Der Ermessensentscheidung des FA lässt sich aber nicht entnehmen, ob die unter II.2.b) genannten Erwägungen allein oder in ihrer Summe für die Entscheidung des FA maßgebend gewesen sind oder erst in der Gesamtschau mit den unter II.2.c) genannten fehlerhaften Erwägungen.
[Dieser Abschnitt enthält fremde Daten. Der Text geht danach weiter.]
use bevy::prelude::*;

use crate::catalog::ToolCatalog;
use crate::engine::selection::{RetryModelRequest, SelectionSource, ToolSelectionEvent};
use crate::engine::xr::capability::CapabilityCheckRequest;
use crate::engine::xr::session::{ArSessionRequest, RequestSource, SessionAction};

const DIGIT_KEYS: [KeyCode; 9] = [
    KeyCode::Digit1,
    KeyCode::Digit2,
    KeyCode::Digit3,
    KeyCode::Digit4,
    KeyCode::Digit5,
    KeyCode::Digit6,
    KeyCode::Digit7,
    KeyCode::Digit8,
    KeyCode::Digit9,
];

/// Catalog position selected by a digit key, if any.
pub fn catalog_index(key: KeyCode) -> Option<usize> {
    DIGIT_KEYS.iter().position(|digit| *digit == key)
}

/// Digits select tools, Enter/Escape drive the session, F5 re-checks support
/// and R retries a failed model.
pub fn keyboard_shortcuts(
    keys: Res<ButtonInput<KeyCode>>,
    catalog: Option<Res<ToolCatalog>>,
    mut selections: EventWriter<ToolSelectionEvent>,
    mut sessions: EventWriter<ArSessionRequest>,
    mut checks: EventWriter<CapabilityCheckRequest>,
    mut retries: EventWriter<RetryModelRequest>,
) {
    for key in keys.get_just_pressed() {
        if let Some(index) = catalog_index(*key) {
            match catalog.as_deref().and_then(|catalog| catalog.nth(index)) {
                Some(tool) => {
                    selections.write(ToolSelectionEvent {
                        tool: tool.clone(),
                        source: SelectionSource::Keyboard,
                    });
                }
                None => debug!(index, "No tool at catalog position"),
            }
            continue;
        }

        match key {
            KeyCode::Enter => {
                sessions.write(ArSessionRequest {
                    action: SessionAction::Enter,
                    source: RequestSource::Keyboard,
                });
            }
            KeyCode::Escape => {
                sessions.write(ArSessionRequest {
                    action: SessionAction::Exit,
                    source: RequestSource::Keyboard,
                });
            }
            KeyCode::F5 => {
                checks.write(CapabilityCheckRequest);
            }
            KeyCode::KeyR => {
                retries.write(RetryModelRequest);
            }
            _ => {}
        }
    }
}

#[cfg(test)]
mod tests {
    use super::*;

    #[test]
    fn digits_map_to_zero_based_positions() {
        assert_eq!(catalog_index(KeyCode::Digit1), Some(0));
        assert_eq!(catalog_index(KeyCode::Digit9), Some(8));
        assert_eq!(catalog_index(KeyCode::Digit0), None);
        assert_eq!(catalog_index(KeyCode::KeyA), None);
    }
}
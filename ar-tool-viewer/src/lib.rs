//! Tool viewer with optional AR session support.
//!
//! A catalog of tools is shown one at a time. Each selection issues a new
//! remount token; everything asynchronous (model loads, XR capability checks,
//! session acknowledgements) is tagged with the token or check it was issued
//! under and discarded once superseded.

pub mod catalog;
pub mod controls;
pub mod engine;
pub mod errors;
pub mod rpc;

pub use engine::core::app_setup::create_app;
pub use engine::core::plugin::{ToolViewerPlugin, ViewerSet};
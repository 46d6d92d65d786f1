use bevy::prelude::*;

use crate::engine::loading::model_load::{LoadState, ModelLoadState};
use crate::engine::selection::{RemountToken, Selection};
use crate::engine::xr::session::{ArSession, SessionStatus};

/// What the viewport shows besides the lighting rig and controls.
#[derive(Debug, Clone, PartialEq)]
pub enum ViewportContent {
    NoSelection,
    /// Fallback while the model loads.
    Loading,
    Model(Handle<Scene>),
    /// The tool has no model configured.
    NotAvailable { title: String },
    LoadFailed { title: String, reason: String },
}

impl ViewportContent {
    /// Whether the 3D stage (lights, camera, controls) is mounted.
    pub fn has_stage(&self) -> bool {
        matches!(self, Self::Loading | Self::Model(_))
    }

    /// Text shown in place of (or over) the model, if any.
    pub fn message(&self) -> Option<String> {
        use constants::overlay::{LOADING_MESSAGE, NO_SELECTION_MESSAGE};
        match self {
            Self::NoSelection => Some(NO_SELECTION_MESSAGE.to_string()),
            Self::Loading => Some(LOADING_MESSAGE.to_string()),
            Self::Model(_) => None,
            Self::NotAvailable { title } => Some(format!("3D model of {title} not yet available")),
            Self::LoadFailed { title, .. } => {
                Some(format!("Failed to load the 3D model of {title}"))
            }
        }
    }
}

/// Overlay shown only while the session is active.
#[derive(Debug, Clone, PartialEq, Eq)]
pub struct SessionOverlay {
    pub hint: String,
    pub exit_label: String,
}

impl Default for SessionOverlay {
    fn default() -> Self {
        use constants::overlay::{EXIT_BUTTON_LABEL, SESSION_HINT};
        Self {
            hint: SESSION_HINT.to_string(),
            exit_label: EXIT_BUTTON_LABEL.to_string(),
        }
    }
}

#[derive(Debug, Clone, PartialEq)]
pub struct SceneDescription {
    pub token: RemountToken,
    pub content: ViewportContent,
    pub overlay: Option<SessionOverlay>,
}

/// Compose the viewport for the live selection.
///
/// Load state or session snapshots tagged with another token are treated as
/// not yet initialised for this one.
pub fn compose_scene(
    selection: &Selection,
    load: &ModelLoadState,
    session: &ArSession,
) -> SceneDescription {
    let content = match &selection.tool {
        None => ViewportContent::NoSelection,
        Some(_) if load.token() != selection.token => ViewportContent::Loading,
        Some(tool) => match load.state() {
            LoadState::NoAsset => ViewportContent::NotAvailable {
                title: tool.title.clone(),
            },
            LoadState::Pending => ViewportContent::Loading,
            LoadState::Ready(handle) => ViewportContent::Model(handle.clone()),
            LoadState::Failed(err) => ViewportContent::LoadFailed {
                title: tool.title.clone(),
                reason: err.reason.clone(),
            },
        },
    };

    let overlay = (session.status == SessionStatus::Active
        && session.bound_token == Some(selection.token))
    .then(SessionOverlay::default);

    SceneDescription {
        token: selection.token,
        content,
        overlay,
    }
}
use bevy::prelude::*;

use crate::engine::selection::{RemountToken, Selection};
use crate::errors::AssetLoadError;

/// Load state of the selected tool's model, scoped to one remount token.
#[derive(Debug, Clone, PartialEq, Default)]
pub enum LoadState {
    /// The tool has no model configured. Terminal for its token.
    #[default]
    NoAsset,
    Pending,
    Ready(Handle<Scene>),
    Failed(AssetLoadError),
}

impl LoadState {
    /// Identifier used in frontend notifications.
    pub fn label(&self) -> &'static str {
        match self {
            Self::NoAsset => "no_asset",
            Self::Pending => "pending",
            Self::Ready(_) => "ready",
            Self::Failed(_) => "failed",
        }
    }
}

#[derive(Resource, Debug, Default)]
pub struct ModelLoadState {
    token: RemountToken,
    state: LoadState,
}

impl ModelLoadState {
    /// Restart tracking for a new selection. Never inherits the previous state.
    pub fn begin_load(&mut self, selection: &Selection) -> &LoadState {
        self.token = selection.token;
        self.state = match selection.tool.as_ref().and_then(|tool| tool.model_path()) {
            Some(_) => LoadState::Pending,
            None => LoadState::NoAsset,
        };
        &self.state
    }

    /// Apply a resolved asset. Returns `false` when the result was discarded.
    pub fn on_asset_resolved(&mut self, token: RemountToken, handle: Handle<Scene>) -> bool {
        if !self.accepts(token) {
            return false;
        }
        self.state = LoadState::Ready(handle);
        true
    }

    /// Apply a load failure. Returns `false` when the result was discarded.
    pub fn on_asset_failed(&mut self, token: RemountToken, error: AssetLoadError) -> bool {
        if !self.accepts(token) {
            return false;
        }
        self.state = LoadState::Failed(error);
        true
    }

    pub fn token(&self) -> RemountToken {
        self.token
    }

    pub fn state(&self) -> &LoadState {
        &self.state
    }

    /// Whether the viewer at `live` has a model to place in AR. A load that
    /// is still pending counts; the session shows it once it arrives.
    pub fn is_placeable(&self, live: RemountToken) -> bool {
        self.token == live && matches!(self.state, LoadState::Pending | LoadState::Ready(_))
    }

    fn accepts(&self, token: RemountToken) -> bool {
        token == self.token && self.state == LoadState::Pending
    }
}

/// Ask the asset loader for a model. At most one per token.
#[derive(Event, Debug, Clone)]
pub struct ModelLoadRequest {
    pub token: RemountToken,
    pub path: String,
}

/// Completion of a model load, tagged with the token it was issued under.
#[derive(Event, Debug, Clone)]
pub struct ModelAssetOutcome {
    pub token: RemountToken,
    pub result: Result<Handle<Scene>, AssetLoadError>,
}

pub fn apply_model_outcomes(
    mut outcomes: EventReader<ModelAssetOutcome>,
    mut model_load: ResMut<ModelLoadState>,
) {
    for outcome in outcomes.read() {
        let applied = match &outcome.result {
            Ok(handle) => model_load.on_asset_resolved(outcome.token, handle.clone()),
            Err(err) => {
                let applied = model_load.on_asset_failed(outcome.token, err.clone());
                if applied {
                    warn!(token = %outcome.token, "{err}");
                }
                applied
            }
        };

        if !applied {
            debug!(
                token = %outcome.token,
                live = %model_load.token(),
                "Discarding model outcome for superseded viewer"
            );
        }
    }
}
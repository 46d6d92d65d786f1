//! Tool selection and remount token issuance.
//!
//! Every selection, including re-selecting the current tool, opens a new viewer
//! generation identified by a [`RemountToken`]. Async results tagged with an
//! older token are discarded by their consumers.

use std::fmt;

use bevy::prelude::*;
use serde::Serialize;

use crate::catalog::ToolRecord;
use crate::engine::loading::model_load::{LoadState, ModelLoadRequest, ModelLoadState};
use crate::engine::xr::platform::XrPlatform;
use crate::engine::xr::session::SessionManager;

/// Generation tag of one viewer instance.
#[derive(Debug, Clone, Copy, PartialEq, Eq, PartialOrd, Ord, Hash, Default, Serialize)]
#[serde(transparent)]
pub struct RemountToken(u64);

impl RemountToken {
    pub const INITIAL: Self = Self(0);

    pub fn value(self) -> u64 {
        self.0
    }
}

impl fmt::Display for RemountToken {
    fn fmt(&self, f: &mut fmt::Formatter<'_>) -> fmt::Result {
        write!(f, "#{}", self.0)
    }
}

/// Immutable snapshot of the current selection.
#[derive(Debug, Clone, PartialEq, Eq, Default)]
pub struct Selection {
    pub tool: Option<ToolRecord>,
    pub token: RemountToken,
}

/// Single writer of the selection and the live remount token.
#[derive(Resource, Debug, Default)]
pub struct SelectionController {
    current: Selection,
}

impl SelectionController {
    /// Replace the selected tool and issue a fresh token, strictly greater than
    /// every token issued before.
    pub fn select_tool(&mut self, tool: ToolRecord) -> Selection {
        self.current = Selection {
            tool: Some(tool),
            token: RemountToken(self.current.token.0 + 1),
        };
        self.current.clone()
    }

    pub fn selection(&self) -> &Selection {
        &self.current
    }

    pub fn live_token(&self) -> RemountToken {
        self.current.token
    }

    pub fn is_live(&self, token: RemountToken) -> bool {
        self.current.token == token
    }

    pub fn selected_tool(&self) -> Option<&ToolRecord> {
        self.current.tool.as_ref()
    }
}

/// Where a selection came from, for logs and notifications.
#[derive(Debug, Clone, Copy, PartialEq, Eq)]
pub enum SelectionSource {
    Rpc,
    Keyboard,
    Startup,
    Retry,
}

/// Request to select a tool. The id must already be resolved against the catalog.
#[derive(Event, Debug, Clone)]
pub struct ToolSelectionEvent {
    pub tool: ToolRecord,
    pub source: SelectionSource,
}

/// Reload the current tool after a failed model load.
#[derive(Event, Debug, Clone, Copy, Default)]
pub struct RetryModelRequest;

/// A retry re-selects the tool, so the reload runs under a fresh token.
/// Ignored unless the live load has failed.
pub fn handle_retry_requests(
    mut requests: EventReader<RetryModelRequest>,
    controller: Res<SelectionController>,
    model_load: Res<ModelLoadState>,
    mut selections: EventWriter<ToolSelectionEvent>,
) {
    if requests.read().count() == 0 {
        return;
    }
    let failed = matches!(model_load.state(), LoadState::Failed(_))
        && controller.is_live(model_load.token());
    match (failed, controller.selected_tool()) {
        (true, Some(tool)) => {
            selections.write(ToolSelectionEvent {
                tool: tool.clone(),
                source: SelectionSource::Retry,
            });
        }
        _ => debug!(state = model_load.state().label(), "Ignoring retry request"),
    }
}

/// Apply selections in arrival order.
///
/// For each one the session bound to the outgoing token is forced out before
/// the incoming token's load starts.
pub fn handle_tool_selection_events(
    mut events: EventReader<ToolSelectionEvent>,
    mut controller: ResMut<SelectionController>,
    mut model_load: ResMut<ModelLoadState>,
    mut session: ResMut<SessionManager>,
    mut platform: NonSendMut<XrPlatform>,
    mut load_requests: EventWriter<ModelLoadRequest>,
) {
    for event in events.read() {
        let previous = controller.live_token();
        let selection = controller.select_tool(event.tool.clone());

        if session.force_exit(platform.as_dyn()) {
            info!(token = %previous, "AR session force-exited by tool switch");
        }

        info!(
            token = %selection.token,
            tool = %event.tool.id,
            source = ?event.source,
            "Tool selected"
        );

        if let LoadState::Pending = model_load.begin_load(&selection) {
            if let Some(path) = event.tool.model_path() {
                load_requests.write(ModelLoadRequest {
                    token: selection.token,
                    path: path.to_owned(),
                });
            }
        }
    }
}

#[cfg(test)]
mod tests {
    use super::*;

    fn hammer() -> ToolRecord {
        ToolRecord::new("1", "Hammer", Some("hammer.glb"))
    }

    #[test]
    fn starts_without_a_tool() {
        let controller = SelectionController::default();
        assert!(controller.selected_tool().is_none());
        assert_eq!(controller.live_token(), RemountToken::INITIAL);
    }

    #[test]
    fn tokens_strictly_increase_across_selections() {
        let mut controller = SelectionController::default();
        let mut last = controller.live_token();
        for tool in [
            hammer(),
            ToolRecord::new("2", "Wrench", None),
            hammer(),
            hammer(),
        ] {
            let selection = controller.select_tool(tool);
            assert!(selection.token > last);
            last = selection.token;
        }
    }

    #[test]
    fn reselecting_the_same_tool_issues_a_new_token() {
        let mut controller = SelectionController::default();
        let first = controller.select_tool(hammer());
        let second = controller.select_tool(hammer());
        assert_eq!(first.tool, second.tool);
        assert_ne!(first.token, second.token);
        assert!(!controller.is_live(first.token));
        assert!(controller.is_live(second.token));
    }
}
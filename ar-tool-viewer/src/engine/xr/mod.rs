//! XR capability detection and AR session lifecycle.
//!
//! The XR runtime is reached only through [`platform::SessionPlatform`]. Its
//! asynchronous answers are queued in a [`platform::PlatformInbox`] and
//! drained once per frame, after selection changes have been applied, so a
//! late acknowledgement can always be checked against the live token.
//!
//! ```text
//! Idle --enter()--> Entering --SessionStarted--> Active --exit()--> Exiting --SessionEnded--> Idle
//!                                                  └──── SessionEnded (platform) ────> Idle
//! ```

use std::fmt;

use constants::session::{DOM_OVERLAY_FEATURE, IMMERSIVE_AR, IMMERSIVE_VR};
use serde::{Deserialize, Serialize};

/// Tri-state platform capability for the configured session mode.
pub mod capability;

/// Runtime abstraction, signal queue and the platform resource.
pub mod platform;

/// Single-session lifecycle manager and its request handling systems.
pub mod session;

/// In-process XR runtime used on native builds and in tests.
pub mod simulated;

/// WebXR runtime backed by `navigator.xr`.
#[cfg(target_arch = "wasm32")]
pub mod web_xr;

/// WebXR session mode.
#[derive(Debug, Clone, Copy, PartialEq, Eq, Hash, Serialize, Deserialize)]
pub enum SessionMode {
    #[serde(rename = "immersive-ar")]
    ImmersiveAr,
    #[serde(rename = "immersive-vr")]
    ImmersiveVr,
}

impl SessionMode {
    pub fn as_str(self) -> &'static str {
        match self {
            Self::ImmersiveAr => IMMERSIVE_AR,
            Self::ImmersiveVr => IMMERSIVE_VR,
        }
    }

    pub fn from_string(s: &str) -> Option<Self> {
        match s {
            IMMERSIVE_AR => Some(Self::ImmersiveAr),
            IMMERSIVE_VR => Some(Self::ImmersiveVr),
            _ => None,
        }
    }

    /// Optional features asked for when requesting a session.
    ///
    /// AR sessions want a DOM overlay so the viewer's exit control and status
    /// hint stay on screen over the passthrough view.
    pub fn optional_features(self) -> &'static [&'static str] {
        match self {
            Self::ImmersiveAr => &[DOM_OVERLAY_FEATURE],
            Self::ImmersiveVr => &[],
        }
    }

    /// Whether the session should be given a DOM overlay root.
    pub fn wants_dom_overlay(self) -> bool {
        self.optional_features().contains(&DOM_OVERLAY_FEATURE)
    }
}

impl fmt::Display for SessionMode {
    fn fmt(&self, f: &mut fmt::Formatter<'_>) -> fmt::Result {
        f.write_str(self.as_str())
    }
}

#[cfg(test)]
mod tests {
    use super::*;

    #[test]
    fn ar_sessions_request_a_dom_overlay() {
        assert_eq!(SessionMode::ImmersiveAr.optional_features(), &["dom-overlay"]);
        assert!(SessionMode::ImmersiveAr.wants_dom_overlay());
        assert!(SessionMode::ImmersiveVr.optional_features().is_empty());
        assert!(!SessionMode::ImmersiveVr.wants_dom_overlay());
    }

    #[test]
    fn mode_strings_round_trip() {
        for mode in [SessionMode::ImmersiveAr, SessionMode::ImmersiveVr] {
            assert_eq!(SessionMode::from_string(mode.as_str()), Some(mode));
        }
        assert_eq!(SessionMode::from_string("inline"), None);
    }
}
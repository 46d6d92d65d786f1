use bevy::color::Color;
use bevy::math::Vec3;

/// Conversion from relative design light intensities to lux.
pub const LUX_PER_INTENSITY: f32 = 2_500.0;

/// Ambient fill shared by every viewer instance.
pub const AMBIENT_INTENSITY: f32 = 0.4;
/// Ambient brightness in cd/m^2, scaled from the relative intensity.
pub const AMBIENT_BRIGHTNESS: f32 = AMBIENT_INTENSITY * 200.0;

pub struct DirectionalLightSpec {
    pub name: &'static str,
    pub position: Vec3,
    pub intensity: f32,
    pub color: Color,
    pub shadows: bool,
}

impl DirectionalLightSpec {
    pub fn illuminance(&self) -> f32 {
        self.intensity * LUX_PER_INTENSITY
    }
}

pub const KEY_LIGHT: DirectionalLightSpec = DirectionalLightSpec {
    name: "key",
    position: Vec3::new(1.0, 10.0, 1.0),
    intensity: 4.0,
    color: Color::WHITE,
    shadows: true,
};

pub const FILL_LIGHT: DirectionalLightSpec = DirectionalLightSpec {
    name: "fill",
    position: Vec3::new(1.0, -10.0, -1.0),
    intensity: 2.0,
    color: Color::WHITE,
    shadows: false,
};

/// Warm rim light, #D68270.
pub const RIM_LIGHT: DirectionalLightSpec = DirectionalLightSpec {
    name: "rim",
    position: Vec3::new(-1.0, 0.0, 1.0),
    intensity: 1.3,
    color: Color::srgb(214.0 / 255.0, 130.0 / 255.0, 112.0 / 255.0),
    shadows: false,
};

pub const DIRECTIONAL_LIGHTS: [DirectionalLightSpec; 3] = [KEY_LIGHT, FILL_LIGHT, RIM_LIGHT];

// Key light shadow cascade.
pub const SHADOW_MAP_SIZE: usize = 1024;
pub const SHADOW_NEAR: f32 = 0.1;
pub const SHADOW_FAR: f32 = 50.0;
/// Send queued notifications and responses to the parent window.
#[cfg(target_arch = "wasm32")]
fn send_outgoing_messages(mut rpc_interface: ResMut<WebRpcInterface>) {
    let (notifications, responses) = rpc_interface.drain();

    for notification in &notifications {
        send_message_to_parent(notification);
    }

    for response in &responses {
        send_message_to_parent(response);
    }
}

#[cfg(target_arch = "wasm32")]
fn send_message_to_parent<T: Serialize>(message: &T) {
    match serde_json::to_string(message) {
        Ok(json) => {
            if let Some(window) = window() {
                if let Some(parent) = window.parent().ok().flatten() {
                    if let Err(e) = parent.post_message(&JsValue::from_str(&json), "*") {
                        error!("Failed to send message to parent: {:?}", e);
                    }
                } else {
                    warn!("No parent window available for message transmission");
                }
            } else {
                error!("Window object not available");
            }
        }
        Err(e) => {
            error!("Failed to serialize message: {}", e);
        }
    }
}

/// Standard RPC error codes and constructors.
impl RpcError {
    pub fn invalid_request(message: &str) -> Self {
        Self {
            code: -32600,
            message: message.to_string(),
            data: None,
        }
    }

    pub fn method_not_found(method: &str) -> Self {
        Self {
            code: -32601,
            message: "Method not found".to_string(),
            data: Some(json!({ "method": method })),
        }
    }

    pub fn invalid_params(message: &str) -> Self {
        Self {
            code: -32602,
            message: message.to_string(),
            data: None,
        }
    }

    pub fn internal_error(message: &str) -> Self {
        Self {
            code: -32603,
            message: message.to_string(),
            data: None,
        }
    }
}
//! Error taxonomy for the viewer core.

use thiserror::Error;

use crate::engine::xr::session::SessionStatus;
use crate::engine::xr::SessionMode;

/// Rejections from the session lifecycle manager.
#[derive(Debug, Clone, PartialEq, Eq, Error)]
pub enum SessionError {
    /// Entry attempted while the platform does not (or not yet) support the mode.
    #[error("AR session mode `{0}` is not supported on this device")]
    UnsupportedMode(SessionMode),
    /// A second entry while a session is already in flight.
    #[error("an AR session is already {0}")]
    SessionAlreadyActive(SessionStatus),
    /// Nothing to place: no tool selected, the tool has no model, or its
    /// load failed.
    #[error("the selected tool has no model to place in AR")]
    NoModel,
}

/// Failures reported by the XR runtime.
#[derive(Debug, Clone, PartialEq, Eq, Error)]
pub enum PlatformError {
    #[error("XR runtime is not available")]
    Unavailable,
    #[error("session request rejected: {0}")]
    RequestRejected(String),
    #[error("failed to end session: {0}")]
    EndFailed(String),
    #[error("no platform session is bound to this request")]
    NoSession,
}

/// A model asset that could not be turned into a renderable scene.
#[derive(Debug, Clone, PartialEq, Eq, Error)]
#[error("failed to load model `{path}`: {reason}")]
pub struct AssetLoadError {
    pub path: String,
    pub reason: String,
}

#[derive(Debug, Clone, PartialEq, Eq, Error)]
pub enum CatalogError {
    #[error("unknown tool id `{0}`")]
    UnknownTool(String),
    #[error("catalog contains duplicate tool id `{0}`")]
    DuplicateId(String),
    #[error("catalog could not be parsed: {0}")]
    Malformed(String),
}
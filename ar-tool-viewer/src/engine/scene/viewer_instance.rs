use bevy::prelude::*;

use crate::engine::camera::orbit_camera::OrbitCamera;
use crate::engine::core::config::ViewerConfig;
use crate::engine::loading::model_load::ModelLoadState;
use crate::engine::scene::composer::{SceneDescription, ViewportContent, compose_scene};
use crate::engine::scene::lighting::spawn_lighting_rig;
use crate::engine::scene::model_fit::PendingFit;
use crate::engine::scene::overlay::{spawn_session_overlay, spawn_viewport_message};
use crate::engine::selection::{RemountToken, SelectionController};
use crate::engine::xr::session::SessionManager;

/// Root of one viewer generation. Lights, camera and model are its descendants.
#[derive(Component, Debug, Clone, Copy)]
pub struct ViewerInstance {
    pub token: RemountToken,
}

/// The spawned model scene.
#[derive(Component)]
pub struct ModelRoot;

#[derive(Component)]
pub struct ViewerCamera;

#[derive(Debug, Clone, Copy, PartialEq, Eq)]
pub enum PartKind {
    Message,
    Overlay,
}

/// Top-level UI entity belonging to a viewer generation.
#[derive(Component, Debug, Clone, Copy)]
pub struct InstancePart {
    pub token: RemountToken,
    pub kind: PartKind,
}

/// Last description pushed to the world and the instance it lives in.
#[derive(Resource, Default)]
pub struct ComposedScene {
    current: Option<SceneDescription>,
    instance: Option<Entity>,
}

impl ComposedScene {
    pub fn description(&self) -> Option<&SceneDescription> {
        self.current.as_ref()
    }

    pub fn instance(&self) -> Option<Entity> {
        self.instance
    }
}

/// Recompose the viewport and reconcile entities with the result.
///
/// A new token (or the stage mounting/unmounting) tears the old instance down
/// completely before the new one is spawned. Otherwise only the parts that
/// changed are replaced.
pub fn sync_viewer_instance(
    mut commands: Commands,
    mut composed: ResMut<ComposedScene>,
    controller: Res<SelectionController>,
    model_load: Res<ModelLoadState>,
    session: Res<SessionManager>,
    config: Res<ViewerConfig>,
    parts: Query<(Entity, &InstancePart)>,
    models: Query<Entity, With<ModelRoot>>,
) {
    let next = compose_scene(controller.selection(), &model_load, &session.session());

    let (content_changed, overlay_changed, remount) = match (&composed.current, composed.instance)
    {
        (Some(current), Some(_)) => (
            current.content != next.content,
            current.overlay != next.overlay,
            current.token != next.token
                || current.content.has_stage() != next.content.has_stage(),
        ),
        _ => (true, true, true),
    };
    if !content_changed && !overlay_changed && !remount {
        return;
    }

    if remount {
        if let Some(old) = composed.instance.take() {
            commands.entity(old).despawn();
        }
        for (entity, _) in &parts {
            commands.entity(entity).despawn();
        }
        let root = spawn_instance(&mut commands, &next, &config);
        composed.instance = Some(root);
        info!(token = %next.token, stage = next.content.has_stage(), "Viewer instance mounted");
    } else if let Some(root) = composed.instance {
        if content_changed {
            for entity in &models {
                commands.entity(entity).despawn();
            }
            despawn_parts(&mut commands, &parts, PartKind::Message);
            spawn_content(&mut commands, root, next.token, &next.content, &config);
        }
        if overlay_changed {
            despawn_parts(&mut commands, &parts, PartKind::Overlay);
            spawn_overlay(&mut commands, &next, &config);
        }
    }

    composed.current = Some(next);
}

fn despawn_parts(commands: &mut Commands, parts: &Query<(Entity, &InstancePart)>, kind: PartKind) {
    for (entity, part) in parts {
        if part.kind == kind {
            commands.entity(entity).despawn();
        }
    }
}

fn spawn_instance(commands: &mut Commands, scene: &SceneDescription, config: &ViewerConfig) -> Entity {
    let root = commands
        .spawn((
            ViewerInstance { token: scene.token },
            Name::new(format!("Viewer {}", scene.token)),
            Transform::default(),
            Visibility::default(),
        ))
        .id();

    if config.render_stage {
        spawn_camera(commands, root, scene.content.has_stage());
        if scene.content.has_stage() {
            spawn_lighting_rig(commands, root);
        }
    }
    spawn_content(commands, root, scene.token, &scene.content, config);
    spawn_overlay(commands, scene, config);
    root
}

fn spawn_camera(commands: &mut Commands, root: Entity, orbit: bool) {
    let controls = OrbitCamera::default();
    let mut camera = commands.spawn((
        ViewerCamera,
        Camera3d::default(),
        controls.transform(),
        ChildOf(root),
    ));
    if orbit {
        camera.insert(controls);
    }
}

fn spawn_content(
    commands: &mut Commands,
    root: Entity,
    token: RemountToken,
    content: &ViewportContent,
    config: &ViewerConfig,
) {
    if let ViewportContent::Model(handle) = content {
        let mut model = commands.spawn((ModelRoot, Transform::default(), ChildOf(root)));
        if config.render_stage {
            model.insert((SceneRoot(handle.clone()), PendingFit));
        }
    }

    if content.message().is_some() {
        let mut part = commands.spawn(InstancePart {
            token,
            kind: PartKind::Message,
        });
        if config.render_stage {
            spawn_viewport_message(&mut part, content);
        }
    }
}

fn spawn_overlay(commands: &mut Commands, scene: &SceneDescription, config: &ViewerConfig) {
    let Some(overlay) = &scene.overlay else {
        return;
    };
    let mut part = commands.spawn(InstancePart {
        token: scene.token,
        kind: PartKind::Overlay,
    });
    if config.render_stage {
        spawn_session_overlay(&mut part, overlay);
    }
}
Diese Entscheidung kann der Senat nicht an Stelle des FG treffen, denn das Gericht hat im Falle der Aufdeckung von Ermessensfehlern die Ermessensentscheidung aufzuheben (BFH-Urteil vom 3.8.1983 II R 144/80, BFHE 139, 128, BStBl II 1984, 321 = SIS 83 22 45, Orientierungssatz) und darf grundsätzlich nicht sein Ermessen an die Stelle des Ermessens der Verwaltungsbehörde setzen (ständige Rechtsprechung, z.B. BFH-Urteil vom 6.11.2012 VII R 72/11, BFHE 239, 15, BStBl II 2013, 141 = SIS 12 34 03, Orientierungssatz und Rz 14).

 

 

30

3. Die Kostenentscheidung beruht auf § 135 Abs. 2 FGO.